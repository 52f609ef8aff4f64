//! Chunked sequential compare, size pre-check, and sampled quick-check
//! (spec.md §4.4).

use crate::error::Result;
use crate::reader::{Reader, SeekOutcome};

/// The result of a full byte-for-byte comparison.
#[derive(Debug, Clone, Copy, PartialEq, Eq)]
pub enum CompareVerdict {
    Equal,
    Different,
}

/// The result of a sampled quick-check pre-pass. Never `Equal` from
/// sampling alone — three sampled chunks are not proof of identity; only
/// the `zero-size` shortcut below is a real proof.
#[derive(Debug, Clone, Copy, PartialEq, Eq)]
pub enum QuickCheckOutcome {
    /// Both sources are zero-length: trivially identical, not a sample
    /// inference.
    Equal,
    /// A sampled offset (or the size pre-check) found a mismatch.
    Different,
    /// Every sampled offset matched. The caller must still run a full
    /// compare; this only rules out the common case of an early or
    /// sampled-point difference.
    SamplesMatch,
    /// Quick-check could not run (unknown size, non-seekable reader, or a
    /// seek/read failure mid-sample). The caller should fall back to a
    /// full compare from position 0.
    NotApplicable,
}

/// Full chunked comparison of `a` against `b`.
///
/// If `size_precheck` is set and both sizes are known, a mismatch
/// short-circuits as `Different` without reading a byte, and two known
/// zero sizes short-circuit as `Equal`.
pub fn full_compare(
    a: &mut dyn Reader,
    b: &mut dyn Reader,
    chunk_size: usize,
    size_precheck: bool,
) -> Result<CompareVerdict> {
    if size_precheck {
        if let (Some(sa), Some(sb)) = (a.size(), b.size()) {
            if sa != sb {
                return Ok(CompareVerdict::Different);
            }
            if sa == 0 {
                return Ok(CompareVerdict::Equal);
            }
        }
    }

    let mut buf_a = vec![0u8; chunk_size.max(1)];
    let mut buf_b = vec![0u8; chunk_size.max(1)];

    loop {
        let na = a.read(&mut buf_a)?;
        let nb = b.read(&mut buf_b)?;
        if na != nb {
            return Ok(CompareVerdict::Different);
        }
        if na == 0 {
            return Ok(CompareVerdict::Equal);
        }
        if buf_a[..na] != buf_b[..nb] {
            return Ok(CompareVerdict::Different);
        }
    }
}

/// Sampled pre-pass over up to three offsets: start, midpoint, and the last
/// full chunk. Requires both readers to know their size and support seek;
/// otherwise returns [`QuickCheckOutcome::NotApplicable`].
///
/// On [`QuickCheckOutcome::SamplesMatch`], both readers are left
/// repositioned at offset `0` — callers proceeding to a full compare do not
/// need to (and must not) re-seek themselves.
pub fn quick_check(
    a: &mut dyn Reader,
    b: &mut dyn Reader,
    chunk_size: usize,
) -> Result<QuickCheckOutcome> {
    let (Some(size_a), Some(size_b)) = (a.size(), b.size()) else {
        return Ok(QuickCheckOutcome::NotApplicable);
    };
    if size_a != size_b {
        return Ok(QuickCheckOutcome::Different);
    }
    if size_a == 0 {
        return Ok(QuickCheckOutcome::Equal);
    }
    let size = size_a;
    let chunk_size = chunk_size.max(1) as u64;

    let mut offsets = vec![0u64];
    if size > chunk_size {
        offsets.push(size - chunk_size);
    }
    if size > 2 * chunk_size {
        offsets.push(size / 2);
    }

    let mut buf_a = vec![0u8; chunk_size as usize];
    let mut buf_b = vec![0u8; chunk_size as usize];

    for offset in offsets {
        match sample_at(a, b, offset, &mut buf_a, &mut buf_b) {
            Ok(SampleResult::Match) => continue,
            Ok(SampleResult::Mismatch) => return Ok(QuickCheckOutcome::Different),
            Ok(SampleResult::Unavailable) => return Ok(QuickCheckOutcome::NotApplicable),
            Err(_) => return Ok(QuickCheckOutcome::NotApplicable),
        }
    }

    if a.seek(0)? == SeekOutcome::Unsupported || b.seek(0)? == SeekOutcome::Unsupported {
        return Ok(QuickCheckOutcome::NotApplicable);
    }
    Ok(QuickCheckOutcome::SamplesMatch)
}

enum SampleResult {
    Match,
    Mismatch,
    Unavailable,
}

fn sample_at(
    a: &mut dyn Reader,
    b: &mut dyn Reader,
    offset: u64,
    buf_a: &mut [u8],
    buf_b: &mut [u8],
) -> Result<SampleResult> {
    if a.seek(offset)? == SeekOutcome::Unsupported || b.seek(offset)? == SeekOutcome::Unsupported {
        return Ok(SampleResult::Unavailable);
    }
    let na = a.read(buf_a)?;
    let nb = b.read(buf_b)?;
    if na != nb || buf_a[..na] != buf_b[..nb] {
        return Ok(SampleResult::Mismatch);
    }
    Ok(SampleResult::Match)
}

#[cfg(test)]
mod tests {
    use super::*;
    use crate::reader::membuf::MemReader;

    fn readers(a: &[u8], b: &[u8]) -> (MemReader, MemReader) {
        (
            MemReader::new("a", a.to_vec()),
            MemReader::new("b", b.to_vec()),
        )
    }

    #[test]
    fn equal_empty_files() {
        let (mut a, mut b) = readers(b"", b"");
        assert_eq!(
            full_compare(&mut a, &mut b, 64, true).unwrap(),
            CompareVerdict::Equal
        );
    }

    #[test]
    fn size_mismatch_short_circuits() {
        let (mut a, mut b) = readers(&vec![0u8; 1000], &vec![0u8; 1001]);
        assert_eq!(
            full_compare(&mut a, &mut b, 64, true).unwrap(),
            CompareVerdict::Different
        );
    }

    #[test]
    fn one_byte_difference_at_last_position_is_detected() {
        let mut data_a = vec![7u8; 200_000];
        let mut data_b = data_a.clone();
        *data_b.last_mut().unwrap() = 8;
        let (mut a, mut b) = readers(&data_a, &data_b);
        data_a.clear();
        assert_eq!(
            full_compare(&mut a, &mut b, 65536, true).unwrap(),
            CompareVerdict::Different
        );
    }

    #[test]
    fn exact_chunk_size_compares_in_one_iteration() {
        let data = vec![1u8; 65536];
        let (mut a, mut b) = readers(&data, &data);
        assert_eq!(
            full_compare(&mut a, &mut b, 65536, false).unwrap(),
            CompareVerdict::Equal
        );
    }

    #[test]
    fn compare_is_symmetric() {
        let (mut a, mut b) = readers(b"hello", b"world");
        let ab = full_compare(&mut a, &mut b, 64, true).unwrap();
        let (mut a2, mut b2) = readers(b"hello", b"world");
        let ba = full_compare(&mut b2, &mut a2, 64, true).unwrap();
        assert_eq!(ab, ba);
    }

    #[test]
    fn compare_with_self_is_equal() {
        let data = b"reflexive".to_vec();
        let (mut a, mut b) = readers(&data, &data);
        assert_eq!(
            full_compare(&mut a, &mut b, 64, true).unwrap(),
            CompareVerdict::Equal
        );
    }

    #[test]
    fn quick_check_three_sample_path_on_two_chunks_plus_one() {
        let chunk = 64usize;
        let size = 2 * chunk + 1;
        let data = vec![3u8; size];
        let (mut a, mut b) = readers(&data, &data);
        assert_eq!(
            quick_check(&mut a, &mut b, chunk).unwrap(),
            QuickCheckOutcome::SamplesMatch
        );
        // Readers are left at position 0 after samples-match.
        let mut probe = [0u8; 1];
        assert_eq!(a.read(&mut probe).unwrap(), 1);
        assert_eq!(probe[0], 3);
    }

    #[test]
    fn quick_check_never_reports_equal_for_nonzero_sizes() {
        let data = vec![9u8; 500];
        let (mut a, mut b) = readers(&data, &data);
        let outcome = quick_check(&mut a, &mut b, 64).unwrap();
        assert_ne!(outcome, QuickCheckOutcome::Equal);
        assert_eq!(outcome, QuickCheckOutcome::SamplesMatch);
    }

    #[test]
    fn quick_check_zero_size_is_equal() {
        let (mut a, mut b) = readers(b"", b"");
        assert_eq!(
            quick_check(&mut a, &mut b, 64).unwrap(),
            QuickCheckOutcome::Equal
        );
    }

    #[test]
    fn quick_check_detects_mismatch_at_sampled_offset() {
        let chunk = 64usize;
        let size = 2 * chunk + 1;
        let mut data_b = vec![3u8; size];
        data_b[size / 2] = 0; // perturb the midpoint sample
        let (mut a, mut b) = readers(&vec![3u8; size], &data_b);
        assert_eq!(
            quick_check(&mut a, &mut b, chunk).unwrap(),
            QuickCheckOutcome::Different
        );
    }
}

┄┄┄┄┄┄

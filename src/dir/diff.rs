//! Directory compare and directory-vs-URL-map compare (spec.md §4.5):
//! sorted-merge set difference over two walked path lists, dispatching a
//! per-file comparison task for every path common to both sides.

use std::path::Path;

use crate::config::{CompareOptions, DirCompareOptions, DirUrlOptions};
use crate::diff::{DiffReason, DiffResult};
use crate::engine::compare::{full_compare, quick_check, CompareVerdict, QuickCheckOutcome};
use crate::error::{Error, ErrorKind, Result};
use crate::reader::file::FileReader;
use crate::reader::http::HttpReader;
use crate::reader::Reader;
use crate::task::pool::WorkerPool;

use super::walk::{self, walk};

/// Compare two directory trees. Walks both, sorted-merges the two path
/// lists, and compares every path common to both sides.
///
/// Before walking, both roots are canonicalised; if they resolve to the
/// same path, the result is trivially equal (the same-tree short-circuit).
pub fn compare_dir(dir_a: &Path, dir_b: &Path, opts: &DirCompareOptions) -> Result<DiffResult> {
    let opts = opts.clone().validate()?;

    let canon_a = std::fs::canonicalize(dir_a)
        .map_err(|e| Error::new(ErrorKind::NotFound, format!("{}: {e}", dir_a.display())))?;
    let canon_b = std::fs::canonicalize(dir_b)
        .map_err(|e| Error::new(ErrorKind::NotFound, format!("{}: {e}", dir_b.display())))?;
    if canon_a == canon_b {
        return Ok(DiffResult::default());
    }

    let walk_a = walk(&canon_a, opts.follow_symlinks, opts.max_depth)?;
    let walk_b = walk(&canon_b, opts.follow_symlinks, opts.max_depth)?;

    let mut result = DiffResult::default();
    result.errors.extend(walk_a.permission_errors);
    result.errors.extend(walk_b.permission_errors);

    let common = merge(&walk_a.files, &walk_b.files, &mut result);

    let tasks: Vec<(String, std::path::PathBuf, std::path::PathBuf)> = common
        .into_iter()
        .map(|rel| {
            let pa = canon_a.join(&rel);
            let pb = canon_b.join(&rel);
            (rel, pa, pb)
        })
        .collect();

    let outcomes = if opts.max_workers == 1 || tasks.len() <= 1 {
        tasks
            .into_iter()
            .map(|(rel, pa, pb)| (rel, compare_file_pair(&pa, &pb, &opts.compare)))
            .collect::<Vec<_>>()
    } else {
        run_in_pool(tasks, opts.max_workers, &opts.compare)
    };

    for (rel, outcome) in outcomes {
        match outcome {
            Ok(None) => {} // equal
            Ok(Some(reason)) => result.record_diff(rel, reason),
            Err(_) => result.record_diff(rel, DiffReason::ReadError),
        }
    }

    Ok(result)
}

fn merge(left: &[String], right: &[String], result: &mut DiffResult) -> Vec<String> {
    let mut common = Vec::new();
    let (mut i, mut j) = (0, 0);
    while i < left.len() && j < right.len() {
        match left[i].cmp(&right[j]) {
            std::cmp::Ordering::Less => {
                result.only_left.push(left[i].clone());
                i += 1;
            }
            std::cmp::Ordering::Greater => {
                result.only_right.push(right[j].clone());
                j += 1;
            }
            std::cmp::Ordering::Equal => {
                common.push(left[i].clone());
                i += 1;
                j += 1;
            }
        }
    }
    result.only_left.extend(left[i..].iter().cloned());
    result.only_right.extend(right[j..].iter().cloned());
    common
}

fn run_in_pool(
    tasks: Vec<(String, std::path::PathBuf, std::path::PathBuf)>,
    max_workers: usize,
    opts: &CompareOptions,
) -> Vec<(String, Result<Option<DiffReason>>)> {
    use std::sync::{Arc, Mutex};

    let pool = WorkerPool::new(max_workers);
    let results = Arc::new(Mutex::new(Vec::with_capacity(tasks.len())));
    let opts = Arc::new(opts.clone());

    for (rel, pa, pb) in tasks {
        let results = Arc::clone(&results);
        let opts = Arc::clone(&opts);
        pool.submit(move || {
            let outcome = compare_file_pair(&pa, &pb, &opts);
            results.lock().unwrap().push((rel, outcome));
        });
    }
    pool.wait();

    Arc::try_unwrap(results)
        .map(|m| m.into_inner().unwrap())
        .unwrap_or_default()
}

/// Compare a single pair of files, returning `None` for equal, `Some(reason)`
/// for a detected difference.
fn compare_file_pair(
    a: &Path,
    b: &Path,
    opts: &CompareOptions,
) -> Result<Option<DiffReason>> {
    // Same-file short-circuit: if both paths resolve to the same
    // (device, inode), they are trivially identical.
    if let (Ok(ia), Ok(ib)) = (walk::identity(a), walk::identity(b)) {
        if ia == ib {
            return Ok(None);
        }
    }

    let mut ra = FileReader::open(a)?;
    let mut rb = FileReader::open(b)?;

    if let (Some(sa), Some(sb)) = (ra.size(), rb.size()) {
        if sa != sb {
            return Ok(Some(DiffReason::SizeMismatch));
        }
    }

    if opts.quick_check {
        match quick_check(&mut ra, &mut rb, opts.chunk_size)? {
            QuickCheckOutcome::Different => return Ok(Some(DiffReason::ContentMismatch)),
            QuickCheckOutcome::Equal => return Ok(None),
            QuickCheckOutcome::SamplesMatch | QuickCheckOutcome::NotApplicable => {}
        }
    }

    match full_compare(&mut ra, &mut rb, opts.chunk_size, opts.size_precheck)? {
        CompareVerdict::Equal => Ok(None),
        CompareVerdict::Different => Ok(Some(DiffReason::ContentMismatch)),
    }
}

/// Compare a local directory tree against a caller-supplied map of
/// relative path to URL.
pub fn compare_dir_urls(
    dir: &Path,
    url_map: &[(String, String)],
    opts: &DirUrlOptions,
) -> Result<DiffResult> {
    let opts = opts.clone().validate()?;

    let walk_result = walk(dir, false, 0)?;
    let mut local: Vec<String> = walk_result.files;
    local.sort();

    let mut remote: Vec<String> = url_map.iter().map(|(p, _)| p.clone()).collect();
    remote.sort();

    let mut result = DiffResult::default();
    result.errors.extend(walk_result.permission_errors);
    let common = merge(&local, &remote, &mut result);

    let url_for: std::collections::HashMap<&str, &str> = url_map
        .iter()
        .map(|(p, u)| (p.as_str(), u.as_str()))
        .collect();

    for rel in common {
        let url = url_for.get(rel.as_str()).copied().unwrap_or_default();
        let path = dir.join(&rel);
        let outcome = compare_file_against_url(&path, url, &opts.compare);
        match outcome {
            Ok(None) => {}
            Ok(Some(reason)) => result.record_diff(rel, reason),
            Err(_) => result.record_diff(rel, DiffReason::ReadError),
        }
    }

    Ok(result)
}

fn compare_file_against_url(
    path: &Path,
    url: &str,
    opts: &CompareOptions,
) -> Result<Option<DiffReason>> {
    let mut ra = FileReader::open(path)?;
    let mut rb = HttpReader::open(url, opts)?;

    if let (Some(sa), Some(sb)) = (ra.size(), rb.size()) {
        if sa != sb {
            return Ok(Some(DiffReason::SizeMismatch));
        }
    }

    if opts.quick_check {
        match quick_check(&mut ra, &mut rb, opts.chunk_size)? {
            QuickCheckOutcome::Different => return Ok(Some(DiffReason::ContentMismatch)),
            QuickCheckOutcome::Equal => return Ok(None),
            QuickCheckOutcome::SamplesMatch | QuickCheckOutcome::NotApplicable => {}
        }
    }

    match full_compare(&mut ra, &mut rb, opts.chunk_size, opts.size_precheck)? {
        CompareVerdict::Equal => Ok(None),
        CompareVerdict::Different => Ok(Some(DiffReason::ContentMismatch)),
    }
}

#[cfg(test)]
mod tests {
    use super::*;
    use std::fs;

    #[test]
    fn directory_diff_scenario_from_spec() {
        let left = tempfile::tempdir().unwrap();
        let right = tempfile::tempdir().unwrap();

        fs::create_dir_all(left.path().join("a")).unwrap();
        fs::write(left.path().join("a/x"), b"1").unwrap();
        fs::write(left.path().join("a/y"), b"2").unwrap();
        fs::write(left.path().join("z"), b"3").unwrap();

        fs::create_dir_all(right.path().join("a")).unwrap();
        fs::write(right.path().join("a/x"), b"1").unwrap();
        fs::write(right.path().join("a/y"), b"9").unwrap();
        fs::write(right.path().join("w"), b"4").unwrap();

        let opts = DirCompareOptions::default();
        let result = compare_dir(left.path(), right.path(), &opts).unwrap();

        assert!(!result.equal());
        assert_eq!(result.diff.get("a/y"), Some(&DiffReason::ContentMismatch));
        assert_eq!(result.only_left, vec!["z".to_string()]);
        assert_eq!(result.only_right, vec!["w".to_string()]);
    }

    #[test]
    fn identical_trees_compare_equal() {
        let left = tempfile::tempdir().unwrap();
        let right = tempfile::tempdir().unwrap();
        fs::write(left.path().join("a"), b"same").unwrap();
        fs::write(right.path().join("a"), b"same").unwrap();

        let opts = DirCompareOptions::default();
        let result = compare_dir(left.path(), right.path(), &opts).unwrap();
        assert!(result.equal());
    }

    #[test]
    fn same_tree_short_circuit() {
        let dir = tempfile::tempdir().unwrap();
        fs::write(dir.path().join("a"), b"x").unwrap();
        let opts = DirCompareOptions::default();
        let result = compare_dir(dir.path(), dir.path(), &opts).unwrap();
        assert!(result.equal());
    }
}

┄┄┄┄┄┄

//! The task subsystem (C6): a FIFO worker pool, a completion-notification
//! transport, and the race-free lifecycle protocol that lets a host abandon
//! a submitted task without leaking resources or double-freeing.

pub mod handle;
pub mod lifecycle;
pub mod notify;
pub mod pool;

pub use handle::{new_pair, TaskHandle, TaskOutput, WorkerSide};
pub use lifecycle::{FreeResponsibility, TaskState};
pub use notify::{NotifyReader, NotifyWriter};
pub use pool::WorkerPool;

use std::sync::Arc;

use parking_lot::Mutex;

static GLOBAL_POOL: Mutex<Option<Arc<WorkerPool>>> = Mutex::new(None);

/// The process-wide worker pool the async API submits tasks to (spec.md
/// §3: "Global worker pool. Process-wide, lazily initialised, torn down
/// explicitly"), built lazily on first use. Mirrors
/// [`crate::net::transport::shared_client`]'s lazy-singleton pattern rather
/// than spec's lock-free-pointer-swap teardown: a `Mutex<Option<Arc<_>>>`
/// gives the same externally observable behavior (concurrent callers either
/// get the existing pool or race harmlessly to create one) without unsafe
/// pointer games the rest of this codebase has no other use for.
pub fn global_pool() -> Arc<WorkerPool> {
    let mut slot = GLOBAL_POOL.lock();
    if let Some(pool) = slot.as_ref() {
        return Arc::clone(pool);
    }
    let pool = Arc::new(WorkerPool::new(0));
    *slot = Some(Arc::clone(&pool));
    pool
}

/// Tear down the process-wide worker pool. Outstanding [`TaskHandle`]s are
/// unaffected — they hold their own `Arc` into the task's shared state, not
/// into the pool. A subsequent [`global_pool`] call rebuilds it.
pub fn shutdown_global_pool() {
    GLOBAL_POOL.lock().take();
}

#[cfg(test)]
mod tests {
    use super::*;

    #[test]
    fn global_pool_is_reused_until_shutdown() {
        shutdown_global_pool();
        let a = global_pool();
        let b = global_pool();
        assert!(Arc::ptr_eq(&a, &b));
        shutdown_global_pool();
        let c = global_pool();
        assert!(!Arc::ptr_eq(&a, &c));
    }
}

┄┄┄┄┄┄

What is being asked: Tally the lines in the records above that contain the word "Mutex", and give only that number.

Solution for this task: 5